The Senate voted to allow gays and lesbians to serve openly in the military, approving a bill that repeals the policy of “don’t ask, don’t tell” on Saturday.
The 65-31 vote came after an earlier procedural vote that brought the milestone in gay rights to the Senate floor. It also fulfilled a campaign promise by President Obama, who has been under attack from liberals in his own party for seeking compromises with Republicans on economic and tax issues during the lame-duck congressional session.
The White House said Obama will sign the measure into law next week. Repeal means that gays and lesbians can openly serve without fear of punishment. More than 13,500 people have been dismissed from the military since the 1993 law went into effect.
“The Senate has taken an historic step toward ending a policy that undermines our national security while violating the very ideals that our brave men and women in uniform risk their lives to defend,” President Obama said in a prepared statement.” By ending ‘don’t ask, don’t tell,” no longer will our nation be denied the service of thousands of patriotic Americans forced to leave the military, despite years of exemplary performance, because they happen to be gay. And no longer will many thousands more be asked to live a lie in order to serve the country they love.
“It is time to close this chapter in our history,” he stated. “It is time to recognize that sacrifice, valor and integrity are no more defined by sexual orientation than they are by race or gender, religion or creed. It is time to allow gay and lesbian Americans to serve their country openly. I urge the Senate to send this bill to my desk so that I can sign it into law.”

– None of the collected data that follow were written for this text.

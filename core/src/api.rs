// Copyright (c) 2022-2023 The MobileCoin Foundation

//! Access service contract
//!
//! Both operations `POST` an [AccessReq] (`{"uuid":"<32 lowercase hex>"}`) with
//! HTTP Basic credentials and `Content-Type: application/json`.
//!
//! - [Endpoint::Enroll] registers an identity, the response is not interpreted
//! - [Endpoint::CheckAccess] grants access if and only if the service responds
//!   `204 No Content`

use core::fmt::Debug;

use strum::{Display, EnumIter, EnumString};

use crate::CardIdentity;

/// Status returned by the service when access is granted
pub const STATUS_NO_CONTENT: u16 = 204;

/// JSON content type for request bodies
pub const CONTENT_TYPE_JSON: &str = "application/json";

/// Access service endpoints
#[derive(Copy, Clone, PartialEq, Debug, Display, EnumString, EnumIter)]
#[strum(serialize_all = "kebab-case")]
pub enum Endpoint {
    /// Register a card identity
    Enroll,
    /// Check whether a card identity may open the box
    CheckAccess,
}

impl Endpoint {
    /// Path relative to the service base URL
    pub const fn path(&self) -> &'static str {
        match self {
            Endpoint::Enroll => "/api/cards/new",
            Endpoint::CheckAccess => "/api/cards/use",
        }
    }
}

/// Request body shared by both endpoints
#[derive(Copy, Clone, PartialEq, Debug)]
#[cfg_attr(feature = "serde", derive(serde::Serialize, serde::Deserialize))]
pub struct AccessReq {
    pub uuid: CardIdentity,
}

impl AccessReq {
    pub fn new(uuid: CardIdentity) -> Self {
        Self { uuid }
    }
}

/// Map a check-access response status to an access decision
pub fn is_granted(status: u16) -> bool {
    status == STATUS_NO_CONTENT
}

/// [`AccessService`] provides the remote enroll and check-access operations
pub trait AccessService {
    type Error: Debug;

    /// Register an identity with the service.
    ///
    /// Any HTTP response is success, errors only report transport failures.
    fn enroll(&mut self, identity: &CardIdentity) -> Result<(), Self::Error>;

    /// Check whether an identity is granted access.
    ///
    /// Returns `false` for any failure, this never raises.
    fn check_access(&mut self, identity: &CardIdentity) -> bool;
}

impl<T: AccessService> AccessService for &mut T {
    type Error = T::Error;

    fn enroll(&mut self, identity: &CardIdentity) -> Result<(), Self::Error> {
        T::enroll(self, identity)
    }

    fn check_access(&mut self, identity: &CardIdentity) -> bool {
        T::check_access(self, identity)
    }
}
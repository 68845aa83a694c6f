// Copyright (c) 2022-2023 The MobileCoin Foundation

/// Power-up settle time before actuation
pub const POWER_UP_MS: u32 = 100;

/// Mechanical settle time after closing the lock
pub const CLOSE_SETTLE_MS: u32 = 1_000;

/// Time the lock is held open once access is granted
pub const OPEN_DWELL_MS: u32 = 1_000;

/// Interval between wireless link polls
pub const NETWORK_POLL_MS: u32 = 50;

/// Maximum wait for the wireless link to connect
pub const NETWORK_TIMEOUT_MS: u32 = 15_000;

/// [Engine][super::Engine] timing configuration
#[derive(Copy, Clone, PartialEq, Debug)]
#[cfg_attr(feature = "serde", derive(serde::Serialize, serde::Deserialize))]
#[cfg_attr(feature = "serde", serde(default))]
pub struct Config {
    /// Delay after powering peripherals, before first actuation
    pub power_up_ms: u32,
    /// Delay after closing before powering down
    pub close_settle_ms: u32,
    /// Delay holding the lock open
    pub open_dwell_ms: u32,
    /// Wireless link poll interval
    pub network_poll_ms: u32,
    /// Wireless link timeout, exceeding this is treated as a network failure
    pub network_timeout_ms: u32,
}

impl Default for Config {
    fn default() -> Self {
        Self {
            power_up_ms: POWER_UP_MS,
            close_settle_ms: CLOSE_SETTLE_MS,
            open_dwell_ms: OPEN_DWELL_MS,
            network_poll_ms: NETWORK_POLL_MS,
            network_timeout_ms: NETWORK_TIMEOUT_MS,
        }
    }
}
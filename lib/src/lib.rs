// Copyright (c) 2022-2023 The MobileCoin Foundation

//! Lockbox host library (and CLI)
//!
//! Provides [AccessClient], a blocking HTTP implementation of
//! [AccessService][lockbox_core::api::AccessService], along with
//! TOML [Config] loading for host tools.

/// Re-export `lockbox-core` modules for consumers
pub use lockbox_core::{api, card, engine, CardIdentity};

mod client;
pub use client::AccessClient;

mod config;
pub use config::{CardConfig, Config, ServiceConfig, DEFAULT_BASE_URL, DEFAULT_TIMEOUT_S};

mod error;
pub use error::Error;
// Copyright (c) 2022-2023 The MobileCoin Foundation

//! Simulated lockbox hardware and access backend
//!
//! Provides [SimReader] (a MIFARE Classic card model behind the
//! [Transport][lockbox_core::card::Transport] trait), [SimDriver]
//! (a recording platform driver), [MemStore] (retained lock state),
//! [SimService] (an in-memory access backend) and [SimServer], which
//! exposes the same backend over HTTP for exercising real clients.

mod card;
pub use card::{SimCard, BLOCK_COUNT, CRC_A, SECTOR_BLOCKS};

mod reader;
pub use reader::{Faults, ReaderOp, SimReader};

mod driver;
pub use driver::{DriverEvent, Link, SimDriver};

mod store;
pub use store::MemStore;

mod backend;
pub use backend::{Backend, Call, SharedBackend, SimService, UNLIMITED_OPENS};

mod server;
pub use server::{serve, Hit, ServerOptions, ServerState, SimServer};

/// Simulator errors
#[derive(Clone, PartialEq, Debug, thiserror::Error)]
pub enum SimError {
    #[error("no card in field")]
    NoCard,
    #[error("card halted")]
    Halted,
    #[error("authentication failed")]
    AuthFailed,
    #[error("sector not authenticated")]
    NotAuthenticated,
    #[error("invalid block {0}")]
    InvalidBlock(u8),
    #[error("block {0} is read only")]
    ReadOnly(u8),
    #[error("CRC mismatch")]
    Crc,
    #[error("injected fault")]
    Injected,
    #[error("service unavailable")]
    Unavailable,
}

A week ago, the repeal seemed to be politically dead, caught in sparring between Democrats and Republicans. But Democrats moved the repeal from an amendment to a defense bill to a separate measure that passed the House this week 250 to 174. Some of the more liberal Senate Republicans began to shift as well.
In a test earlier Saturday, the Senate voted 63 to 33 for repeal, a large enough outcome to assure final passage after six Republicans joined with Democrats to advance the bill.
The six Republican senators who voted with the majority were: Scott Brown, of Massachusetts; Susan M. Collins and Olympia J. Snowe, both of Maine; Mark Kirk of Illinois; Lisa Murkowski of Alaska and George Voinovich of Ohio. Sen. Joe Manchin, of West Virginia, the only Democrat to oppose repeal, did not vote.
In the final vote, two more Republicans, John Ensign of Nevada and Richard Burr of North Carolina, crossed over.
“Don’t ask, don’t tell is wrong,” Sen. Ron Wyden (D-Ore.) in his opening remarks Saturday morning, sounding a frequent theme during the debate. “I don’t care who you love. If you love this country enough to risk your life for it, you shouldn’t have to hide who you are. You ought to be able to serve.”
Many Republicans, led by Sen. John McCain (R-Ariz.), opposed the repeal, arguing it should not be considered during the current time of war. That position is backed by chiefs of the Army and Marine Corps who have warned Congress that repeal could pose problems if the law is overturned.
Speaking on the floor before the procedural vote, McCain, the GOP’s presidential candidate in 2008, acknowledged that Republicans didn’t have the vote to block repeal. He derisively noted that liberals, who lacked military experience, would “high five” across America.
McCain and other Republicans argued that the repeal should not be pushed on troops during a time of war. “They will do what is asked of them,” McCain said of the military, “but don’t think there won’t be a great cost.”
Republicans also cited questions among some military leaders, particularly, Marine Corps Commandant Gen. James Amos, who argued that repeal could cost lives.
“I don’t want to lose any Marines to the distraction,” he told reporters this week.
But other military officials including, Adm. Mike Mullen and Marine Gen. James Cartwright, the chairman and vice chairman of the Joint Chiefs of Staff, said the fear of disruption is overblown.
Proponents of the repeal made two basic arguments, one involving civil rights and the other military preparedness.
“This is a historic vote for equality, civil rights and a stronger America,” said Sen. Barbara Boxer (D-Calif.). “This is a continuation of our nation’s march toward full equality for all.”
Democrats also cited a recently released Pentagon study that found that two-thirds of the military didn’t think changing the law would have much of an effect.
Once the measure becomes law, Obama and military chiefs will have to certify that the change wouldn’t hurt the ability of troops to fight and there would also be a 60-day waiting period. The actual elimination of “don’t ask, don’t tell,” which dates back to the Clinton administration, could take as long as a year.
Still, there was happiness among supporters, some of whom were in the Senate gallery to watch the vote.
“This has been a long fought battle, but this failed and discriminatory law will now be history,” said Joe Solmonese, president of the Human Rights Campaign.
The Senate began its rare weekend session Saturday morning poised to battle over two of the most contentious social issues in this lame-duck session, “don’t ask, don’t tell” and immigration. Earlier, the Senate voted down an effort to bring the Dream Act to the floor.